TASK OBJECTIVE:
Find the line holding "let mut lines" in the entries below. Give it again exactly, along with every line after it up to and including the line holding "s.count, s.min, s.mean, s.max".

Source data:
# # #

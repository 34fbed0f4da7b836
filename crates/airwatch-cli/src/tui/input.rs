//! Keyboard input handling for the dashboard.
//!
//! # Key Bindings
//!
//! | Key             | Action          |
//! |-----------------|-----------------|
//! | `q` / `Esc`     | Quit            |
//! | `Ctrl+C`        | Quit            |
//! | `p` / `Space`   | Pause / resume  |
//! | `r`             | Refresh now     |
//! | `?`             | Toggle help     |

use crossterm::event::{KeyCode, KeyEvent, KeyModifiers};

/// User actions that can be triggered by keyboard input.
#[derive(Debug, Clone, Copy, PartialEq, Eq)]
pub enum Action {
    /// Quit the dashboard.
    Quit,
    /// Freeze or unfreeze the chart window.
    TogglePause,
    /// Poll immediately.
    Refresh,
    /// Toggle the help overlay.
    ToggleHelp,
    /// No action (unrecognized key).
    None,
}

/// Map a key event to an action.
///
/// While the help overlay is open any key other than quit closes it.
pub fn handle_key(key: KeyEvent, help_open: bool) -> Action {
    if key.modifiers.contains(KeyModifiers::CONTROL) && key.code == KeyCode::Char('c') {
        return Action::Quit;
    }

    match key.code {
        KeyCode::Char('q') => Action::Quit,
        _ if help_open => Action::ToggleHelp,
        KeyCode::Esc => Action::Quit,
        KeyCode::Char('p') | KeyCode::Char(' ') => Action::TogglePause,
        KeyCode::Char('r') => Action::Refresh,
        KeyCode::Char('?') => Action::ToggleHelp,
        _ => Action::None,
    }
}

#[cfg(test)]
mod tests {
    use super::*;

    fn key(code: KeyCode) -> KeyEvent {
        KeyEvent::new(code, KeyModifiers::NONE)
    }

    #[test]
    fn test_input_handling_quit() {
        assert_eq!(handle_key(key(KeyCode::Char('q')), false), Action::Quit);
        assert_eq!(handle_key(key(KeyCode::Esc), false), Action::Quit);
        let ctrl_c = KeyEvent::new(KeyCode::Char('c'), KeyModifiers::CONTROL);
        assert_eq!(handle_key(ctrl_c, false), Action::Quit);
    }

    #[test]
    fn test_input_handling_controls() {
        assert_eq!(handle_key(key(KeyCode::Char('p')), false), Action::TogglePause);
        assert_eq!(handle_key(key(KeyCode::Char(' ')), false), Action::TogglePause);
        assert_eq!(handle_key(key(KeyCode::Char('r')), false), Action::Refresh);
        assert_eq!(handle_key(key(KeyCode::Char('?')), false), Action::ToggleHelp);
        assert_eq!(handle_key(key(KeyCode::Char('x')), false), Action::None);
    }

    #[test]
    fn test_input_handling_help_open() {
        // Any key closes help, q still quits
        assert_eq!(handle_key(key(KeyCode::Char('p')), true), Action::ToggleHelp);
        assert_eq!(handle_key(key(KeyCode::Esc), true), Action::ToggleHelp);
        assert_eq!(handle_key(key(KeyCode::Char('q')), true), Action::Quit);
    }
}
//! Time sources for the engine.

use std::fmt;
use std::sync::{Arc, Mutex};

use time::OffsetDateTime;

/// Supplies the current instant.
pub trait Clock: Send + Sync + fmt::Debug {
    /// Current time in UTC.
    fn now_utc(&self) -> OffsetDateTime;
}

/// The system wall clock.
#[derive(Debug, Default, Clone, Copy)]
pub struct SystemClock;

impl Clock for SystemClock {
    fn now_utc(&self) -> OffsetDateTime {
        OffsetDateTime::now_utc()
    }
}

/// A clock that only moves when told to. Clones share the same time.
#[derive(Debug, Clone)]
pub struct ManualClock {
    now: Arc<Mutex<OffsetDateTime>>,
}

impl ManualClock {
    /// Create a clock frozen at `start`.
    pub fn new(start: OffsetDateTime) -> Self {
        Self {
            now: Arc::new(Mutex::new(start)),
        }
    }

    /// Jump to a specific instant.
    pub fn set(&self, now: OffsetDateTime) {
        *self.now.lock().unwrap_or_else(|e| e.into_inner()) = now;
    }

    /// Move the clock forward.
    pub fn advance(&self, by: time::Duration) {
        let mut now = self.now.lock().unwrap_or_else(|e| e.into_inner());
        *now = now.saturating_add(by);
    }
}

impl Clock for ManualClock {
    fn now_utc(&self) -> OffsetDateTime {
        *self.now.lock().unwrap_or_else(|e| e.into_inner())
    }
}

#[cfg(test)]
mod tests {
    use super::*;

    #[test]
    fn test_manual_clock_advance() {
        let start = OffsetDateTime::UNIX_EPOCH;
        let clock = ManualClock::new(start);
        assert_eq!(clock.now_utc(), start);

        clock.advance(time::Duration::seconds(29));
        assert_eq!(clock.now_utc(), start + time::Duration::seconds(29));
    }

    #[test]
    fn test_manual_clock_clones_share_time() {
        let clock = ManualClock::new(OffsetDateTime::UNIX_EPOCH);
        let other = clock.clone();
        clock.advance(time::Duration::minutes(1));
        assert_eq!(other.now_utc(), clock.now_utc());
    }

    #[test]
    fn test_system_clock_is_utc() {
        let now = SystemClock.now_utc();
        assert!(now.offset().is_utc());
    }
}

# # #

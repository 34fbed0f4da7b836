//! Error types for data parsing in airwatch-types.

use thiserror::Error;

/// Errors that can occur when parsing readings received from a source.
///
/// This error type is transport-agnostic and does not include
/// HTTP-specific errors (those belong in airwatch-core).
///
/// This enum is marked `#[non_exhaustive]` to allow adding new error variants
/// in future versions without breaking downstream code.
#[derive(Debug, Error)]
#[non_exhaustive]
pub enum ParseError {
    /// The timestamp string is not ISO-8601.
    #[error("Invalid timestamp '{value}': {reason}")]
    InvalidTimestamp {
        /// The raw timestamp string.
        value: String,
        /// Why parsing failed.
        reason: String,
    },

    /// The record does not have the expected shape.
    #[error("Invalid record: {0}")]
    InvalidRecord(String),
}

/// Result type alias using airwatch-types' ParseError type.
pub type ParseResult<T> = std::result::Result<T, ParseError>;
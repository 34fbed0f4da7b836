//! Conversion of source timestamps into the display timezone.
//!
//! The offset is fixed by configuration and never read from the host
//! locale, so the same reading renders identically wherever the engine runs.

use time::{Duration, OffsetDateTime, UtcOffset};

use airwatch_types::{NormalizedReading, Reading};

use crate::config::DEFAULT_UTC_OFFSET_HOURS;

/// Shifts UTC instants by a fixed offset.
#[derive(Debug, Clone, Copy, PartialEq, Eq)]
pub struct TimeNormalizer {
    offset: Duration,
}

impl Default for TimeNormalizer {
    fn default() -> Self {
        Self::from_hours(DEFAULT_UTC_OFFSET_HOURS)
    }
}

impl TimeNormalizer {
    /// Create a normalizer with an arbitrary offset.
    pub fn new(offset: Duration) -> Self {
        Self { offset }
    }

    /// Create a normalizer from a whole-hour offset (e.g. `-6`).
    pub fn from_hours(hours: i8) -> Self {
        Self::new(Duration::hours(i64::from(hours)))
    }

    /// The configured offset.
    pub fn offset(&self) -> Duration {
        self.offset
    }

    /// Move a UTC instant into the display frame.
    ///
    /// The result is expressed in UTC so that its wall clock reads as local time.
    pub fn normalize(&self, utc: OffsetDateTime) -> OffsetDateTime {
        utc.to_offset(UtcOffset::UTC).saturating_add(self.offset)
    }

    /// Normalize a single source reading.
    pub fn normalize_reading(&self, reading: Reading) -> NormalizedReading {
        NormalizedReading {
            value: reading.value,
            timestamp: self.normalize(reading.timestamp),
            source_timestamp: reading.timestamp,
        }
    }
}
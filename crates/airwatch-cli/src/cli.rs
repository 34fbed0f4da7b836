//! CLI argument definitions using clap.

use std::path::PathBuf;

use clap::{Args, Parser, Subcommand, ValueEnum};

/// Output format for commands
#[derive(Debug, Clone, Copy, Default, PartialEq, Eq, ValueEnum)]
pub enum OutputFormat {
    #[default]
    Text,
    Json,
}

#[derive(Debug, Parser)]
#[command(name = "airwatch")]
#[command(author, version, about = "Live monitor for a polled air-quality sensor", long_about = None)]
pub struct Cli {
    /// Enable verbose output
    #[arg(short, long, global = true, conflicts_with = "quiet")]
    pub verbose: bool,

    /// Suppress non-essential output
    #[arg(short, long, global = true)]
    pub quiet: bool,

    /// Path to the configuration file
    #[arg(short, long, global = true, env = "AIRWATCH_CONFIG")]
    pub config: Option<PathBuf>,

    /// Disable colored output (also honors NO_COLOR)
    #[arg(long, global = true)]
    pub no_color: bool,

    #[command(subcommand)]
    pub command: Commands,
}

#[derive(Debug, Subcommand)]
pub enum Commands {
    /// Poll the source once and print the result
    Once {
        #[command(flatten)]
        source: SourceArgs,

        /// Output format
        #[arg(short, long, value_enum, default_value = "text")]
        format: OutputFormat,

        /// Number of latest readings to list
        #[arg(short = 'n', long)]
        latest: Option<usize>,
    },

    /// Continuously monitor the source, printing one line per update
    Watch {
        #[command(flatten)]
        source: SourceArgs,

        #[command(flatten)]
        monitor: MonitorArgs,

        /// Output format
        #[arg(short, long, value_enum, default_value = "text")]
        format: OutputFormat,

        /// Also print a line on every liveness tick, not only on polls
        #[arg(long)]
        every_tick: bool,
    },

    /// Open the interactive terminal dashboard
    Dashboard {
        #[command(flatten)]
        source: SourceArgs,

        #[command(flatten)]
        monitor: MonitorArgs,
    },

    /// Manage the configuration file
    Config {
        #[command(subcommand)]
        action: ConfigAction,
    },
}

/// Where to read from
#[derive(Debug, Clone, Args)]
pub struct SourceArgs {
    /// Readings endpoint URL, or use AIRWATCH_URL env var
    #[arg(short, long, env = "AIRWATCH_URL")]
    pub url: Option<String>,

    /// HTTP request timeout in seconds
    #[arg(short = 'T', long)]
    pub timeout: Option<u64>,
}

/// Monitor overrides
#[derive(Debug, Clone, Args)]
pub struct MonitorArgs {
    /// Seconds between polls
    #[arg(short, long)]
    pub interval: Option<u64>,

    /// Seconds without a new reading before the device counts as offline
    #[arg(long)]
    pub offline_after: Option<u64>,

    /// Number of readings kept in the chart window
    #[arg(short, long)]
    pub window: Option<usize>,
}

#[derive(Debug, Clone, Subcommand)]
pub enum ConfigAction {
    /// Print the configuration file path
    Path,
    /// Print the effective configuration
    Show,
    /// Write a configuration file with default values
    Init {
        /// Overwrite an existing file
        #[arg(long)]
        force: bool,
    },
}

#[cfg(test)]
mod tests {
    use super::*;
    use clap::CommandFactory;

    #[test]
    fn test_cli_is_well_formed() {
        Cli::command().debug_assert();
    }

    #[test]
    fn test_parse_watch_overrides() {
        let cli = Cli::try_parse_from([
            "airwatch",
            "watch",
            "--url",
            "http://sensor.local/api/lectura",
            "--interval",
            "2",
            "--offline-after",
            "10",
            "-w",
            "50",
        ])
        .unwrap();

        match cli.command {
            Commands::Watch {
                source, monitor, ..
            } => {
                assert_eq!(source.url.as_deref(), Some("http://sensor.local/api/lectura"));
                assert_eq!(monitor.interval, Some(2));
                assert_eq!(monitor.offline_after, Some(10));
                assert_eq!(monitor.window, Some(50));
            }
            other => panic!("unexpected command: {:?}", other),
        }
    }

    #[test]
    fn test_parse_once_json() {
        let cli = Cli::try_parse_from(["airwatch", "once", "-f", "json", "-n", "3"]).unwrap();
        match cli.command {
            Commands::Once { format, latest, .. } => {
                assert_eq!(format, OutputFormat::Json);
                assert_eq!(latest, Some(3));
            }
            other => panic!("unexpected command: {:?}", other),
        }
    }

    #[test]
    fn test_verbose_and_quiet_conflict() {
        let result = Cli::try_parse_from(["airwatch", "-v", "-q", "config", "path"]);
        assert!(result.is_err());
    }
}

# # #

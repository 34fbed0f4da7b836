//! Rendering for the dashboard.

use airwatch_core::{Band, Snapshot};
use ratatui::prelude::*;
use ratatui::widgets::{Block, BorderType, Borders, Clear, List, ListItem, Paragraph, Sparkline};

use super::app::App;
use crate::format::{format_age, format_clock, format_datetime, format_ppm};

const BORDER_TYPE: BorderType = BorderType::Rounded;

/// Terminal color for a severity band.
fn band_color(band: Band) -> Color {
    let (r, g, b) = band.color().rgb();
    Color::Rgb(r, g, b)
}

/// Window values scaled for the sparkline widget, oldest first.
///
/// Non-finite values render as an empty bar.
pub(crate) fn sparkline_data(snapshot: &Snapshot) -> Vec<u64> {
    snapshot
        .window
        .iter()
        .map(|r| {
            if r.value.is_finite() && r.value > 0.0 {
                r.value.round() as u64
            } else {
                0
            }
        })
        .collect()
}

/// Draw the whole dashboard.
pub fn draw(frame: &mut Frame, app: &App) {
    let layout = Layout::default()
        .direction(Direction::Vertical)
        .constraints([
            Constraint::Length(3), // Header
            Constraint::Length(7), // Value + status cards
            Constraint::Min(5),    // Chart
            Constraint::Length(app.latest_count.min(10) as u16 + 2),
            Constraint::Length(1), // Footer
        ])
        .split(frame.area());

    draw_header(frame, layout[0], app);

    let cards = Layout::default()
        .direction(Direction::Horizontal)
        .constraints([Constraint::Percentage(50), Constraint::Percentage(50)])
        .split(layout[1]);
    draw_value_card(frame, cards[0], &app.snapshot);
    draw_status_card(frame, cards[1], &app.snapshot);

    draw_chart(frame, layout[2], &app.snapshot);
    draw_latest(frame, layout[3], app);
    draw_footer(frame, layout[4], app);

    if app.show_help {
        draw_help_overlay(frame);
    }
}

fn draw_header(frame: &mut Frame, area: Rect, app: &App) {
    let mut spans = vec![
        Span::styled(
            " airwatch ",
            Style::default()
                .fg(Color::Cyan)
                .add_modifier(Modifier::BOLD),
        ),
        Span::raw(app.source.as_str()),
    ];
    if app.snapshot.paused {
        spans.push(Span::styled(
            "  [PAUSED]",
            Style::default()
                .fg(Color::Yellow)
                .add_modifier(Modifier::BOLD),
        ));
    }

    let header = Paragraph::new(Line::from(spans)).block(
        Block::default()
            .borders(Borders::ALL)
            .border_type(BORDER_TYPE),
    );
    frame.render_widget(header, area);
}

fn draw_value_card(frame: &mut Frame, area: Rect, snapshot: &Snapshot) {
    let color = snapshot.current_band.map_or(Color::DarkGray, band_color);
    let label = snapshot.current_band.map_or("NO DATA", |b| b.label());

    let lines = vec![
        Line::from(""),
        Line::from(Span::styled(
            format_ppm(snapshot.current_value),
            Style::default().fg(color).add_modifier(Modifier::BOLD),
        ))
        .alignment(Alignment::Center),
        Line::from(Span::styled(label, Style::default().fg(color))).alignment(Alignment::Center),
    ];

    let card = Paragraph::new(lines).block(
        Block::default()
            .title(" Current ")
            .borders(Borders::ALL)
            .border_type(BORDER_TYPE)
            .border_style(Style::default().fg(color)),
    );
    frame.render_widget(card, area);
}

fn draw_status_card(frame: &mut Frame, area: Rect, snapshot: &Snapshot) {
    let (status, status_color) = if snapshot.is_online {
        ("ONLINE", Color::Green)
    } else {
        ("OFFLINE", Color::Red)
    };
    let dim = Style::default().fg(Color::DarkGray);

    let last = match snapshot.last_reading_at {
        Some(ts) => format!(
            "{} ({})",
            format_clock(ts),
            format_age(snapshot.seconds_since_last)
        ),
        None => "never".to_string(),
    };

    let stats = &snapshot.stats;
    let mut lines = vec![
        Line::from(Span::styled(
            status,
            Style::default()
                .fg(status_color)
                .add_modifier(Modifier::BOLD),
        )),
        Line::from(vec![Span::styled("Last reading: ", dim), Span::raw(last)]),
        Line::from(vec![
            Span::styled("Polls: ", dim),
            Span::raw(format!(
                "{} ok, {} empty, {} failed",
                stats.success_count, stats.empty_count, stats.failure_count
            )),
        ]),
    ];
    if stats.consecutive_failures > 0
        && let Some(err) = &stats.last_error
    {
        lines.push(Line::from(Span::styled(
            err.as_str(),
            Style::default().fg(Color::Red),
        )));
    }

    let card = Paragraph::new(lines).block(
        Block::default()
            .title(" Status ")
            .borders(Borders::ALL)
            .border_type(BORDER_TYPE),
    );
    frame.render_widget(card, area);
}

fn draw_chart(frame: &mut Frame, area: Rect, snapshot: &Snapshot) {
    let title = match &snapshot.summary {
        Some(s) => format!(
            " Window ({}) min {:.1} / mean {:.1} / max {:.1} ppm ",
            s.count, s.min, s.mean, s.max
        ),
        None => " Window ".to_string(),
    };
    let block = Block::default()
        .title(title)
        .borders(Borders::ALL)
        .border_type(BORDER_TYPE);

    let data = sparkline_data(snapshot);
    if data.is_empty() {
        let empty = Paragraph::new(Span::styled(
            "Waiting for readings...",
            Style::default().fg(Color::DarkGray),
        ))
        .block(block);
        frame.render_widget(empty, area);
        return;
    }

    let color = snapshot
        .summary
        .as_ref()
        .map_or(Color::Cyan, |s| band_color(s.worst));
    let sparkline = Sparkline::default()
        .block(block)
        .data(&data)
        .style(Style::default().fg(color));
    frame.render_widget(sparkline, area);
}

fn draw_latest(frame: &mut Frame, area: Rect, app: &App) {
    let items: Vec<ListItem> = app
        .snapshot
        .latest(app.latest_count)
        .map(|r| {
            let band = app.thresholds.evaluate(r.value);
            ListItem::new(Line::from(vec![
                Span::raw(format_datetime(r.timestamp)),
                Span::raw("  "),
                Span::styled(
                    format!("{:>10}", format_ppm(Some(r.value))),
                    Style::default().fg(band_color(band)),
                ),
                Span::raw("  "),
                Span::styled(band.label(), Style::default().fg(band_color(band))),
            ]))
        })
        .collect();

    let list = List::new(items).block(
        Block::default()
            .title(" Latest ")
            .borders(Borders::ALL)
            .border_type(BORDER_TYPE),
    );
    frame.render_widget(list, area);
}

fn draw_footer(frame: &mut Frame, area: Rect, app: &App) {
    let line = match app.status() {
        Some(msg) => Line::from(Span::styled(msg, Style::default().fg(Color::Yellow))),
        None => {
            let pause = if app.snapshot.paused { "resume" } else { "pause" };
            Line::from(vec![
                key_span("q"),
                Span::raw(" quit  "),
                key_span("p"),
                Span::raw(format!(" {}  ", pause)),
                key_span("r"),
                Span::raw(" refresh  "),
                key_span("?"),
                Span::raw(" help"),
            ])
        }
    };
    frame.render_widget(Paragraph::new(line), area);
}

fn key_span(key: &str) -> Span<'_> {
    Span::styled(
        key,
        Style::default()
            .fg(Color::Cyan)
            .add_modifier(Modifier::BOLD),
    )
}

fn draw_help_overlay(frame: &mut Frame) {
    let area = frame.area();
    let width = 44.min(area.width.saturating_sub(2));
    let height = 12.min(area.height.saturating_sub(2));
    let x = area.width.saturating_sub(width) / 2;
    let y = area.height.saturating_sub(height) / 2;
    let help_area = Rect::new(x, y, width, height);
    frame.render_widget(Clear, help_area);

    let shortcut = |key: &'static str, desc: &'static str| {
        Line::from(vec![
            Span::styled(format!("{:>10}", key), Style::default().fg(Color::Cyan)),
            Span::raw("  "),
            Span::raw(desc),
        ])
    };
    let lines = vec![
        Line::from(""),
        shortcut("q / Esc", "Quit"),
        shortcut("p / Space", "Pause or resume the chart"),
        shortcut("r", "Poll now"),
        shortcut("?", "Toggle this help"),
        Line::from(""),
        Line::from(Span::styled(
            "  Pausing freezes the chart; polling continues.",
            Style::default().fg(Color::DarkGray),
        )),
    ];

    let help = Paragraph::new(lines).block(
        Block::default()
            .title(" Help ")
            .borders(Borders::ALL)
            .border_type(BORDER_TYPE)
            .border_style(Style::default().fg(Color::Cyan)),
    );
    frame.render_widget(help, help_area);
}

# # #

OUTPUT:
    let mut lines = vec![
        Line::from(Span::styled(
            status,
            Style::default()
                .fg(status_color)
                .add_modifier(Modifier::BOLD),
        )),
        Line::from(vec![Span::styled("Last reading: ", dim), Span::raw(last)]),
        Line::from(vec![
            Span::styled("Polls: ", dim),
            Span::raw(format!(
                "{} ok, {} empty, {} failed",
                stats.success_count, stats.empty_count, stats.failure_count
            )),
        ]),
    ];
    if stats.consecutive_failures > 0
        && let Some(err) = &stats.last_error
    {
        lines.push(Line::from(Span::styled(
            err.as_str(),
            Style::default().fg(Color::Red),
        )));
    }

    let card = Paragraph::new(lines).block(
        Block::default()
            .title(" Status ")
            .borders(Borders::ALL)
            .border_type(BORDER_TYPE),
    );
    frame.render_widget(card, area);
}

fn draw_chart(frame: &mut Frame, area: Rect, snapshot: &Snapshot) {
    let title = match &snapshot.summary {
        Some(s) => format!(
            " Window ({}) min {:.1} / mean {:.1} / max {:.1} ppm ",
            s.count, s.min, s.mean, s.max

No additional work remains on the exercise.